There seems to be at least 2 parts to the video.

Maggiw Andrews. Harlow. Essex. England.


----------



## susanjoy (Aug 13, 2013)

I haven't watched all of the video but I had a go on my machine.
Cast on e-wrap 10 sts, k 12 rows or enough to make a square.
Work corner by bringing 1 needle to Hold at left on every row until 1 st remains. Wrap needles by hand as necessary when returning to UWP and take 1 needle back to UWP on every row until all needles are in WP. Make another corner.
Picking up long bar of sts, *hook up one bar on to needle at left, k 2 rows. Rep until you reach the next corner.
Make a corner.
Hope this gives you the general idea.


----------



## Suemid (Jan 12, 2013)

I think this is the link to the first part...




And the second part...


----------



## kestrelz (Nov 29, 2011)

Try this one


----------



## lewis86 (Dec 14, 2014)

Verypink.com she's brilliant and talks you through it all!


----------



## macde (Aug 26, 2011)

Hi Betty Here is a version in English. Part one & two.

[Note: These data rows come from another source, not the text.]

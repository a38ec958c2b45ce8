use thiserror::Error;

#[derive(Error, Debug)]
pub enum Error {
    #[error("Registration not found: {0}")]
    RegistrationNotFound(String),

    #[error("Path not found: {0}")]
    NotFound(String),

    #[error("Snapshot unavailable: {0}")]
    SnapshotUnavailable(String),

    #[error("Invalid origin: {0}")]
    InvalidOrigin(String),

    #[error("Provider error: {0}")]
    Provider(String),

    #[error("IO error: {0}")]
    Io(#[from] std::io::Error),

    #[error("Serialization error: {0}")]
    Serialization(#[from] serde_json::Error),

    #[error("Other error: {0}")]
    Other(#[from] anyhow::Error),
}

impl Error {
    /// Whether the failure came from talking to the remote tree provider.
    pub fn is_provider_failure(&self) -> bool {
        matches!(self, Error::Provider(_) | Error::SnapshotUnavailable(_))
    }
}

pub type Result<T> = std::result::Result<T, Error>;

Sorry couldn't get it to like. Copy & paste.


----------



## susieknitter (Jul 14, 2011)

macde said:


> Hi Betty Here is a version in English. Part one & two.
> 
> 
> 
> ...


If you take the "s" off after http they will then open.


----------



## Lise Paauw (Oct 17, 2013)

kestrelz said:


> https://www.youtube.com/watch?v=OnBEWkQABtQ
> Try this one


Thank for the link I bookmarked for future knits😊👏


----------



## roamin in the gloamin (Mar 2, 2012)

Just have to try this one........... after I view the video a few times tho' thank you for the links


----------



## meknit (Dec 5, 2012)

Go to you tube and put in 10 stitch square part 1.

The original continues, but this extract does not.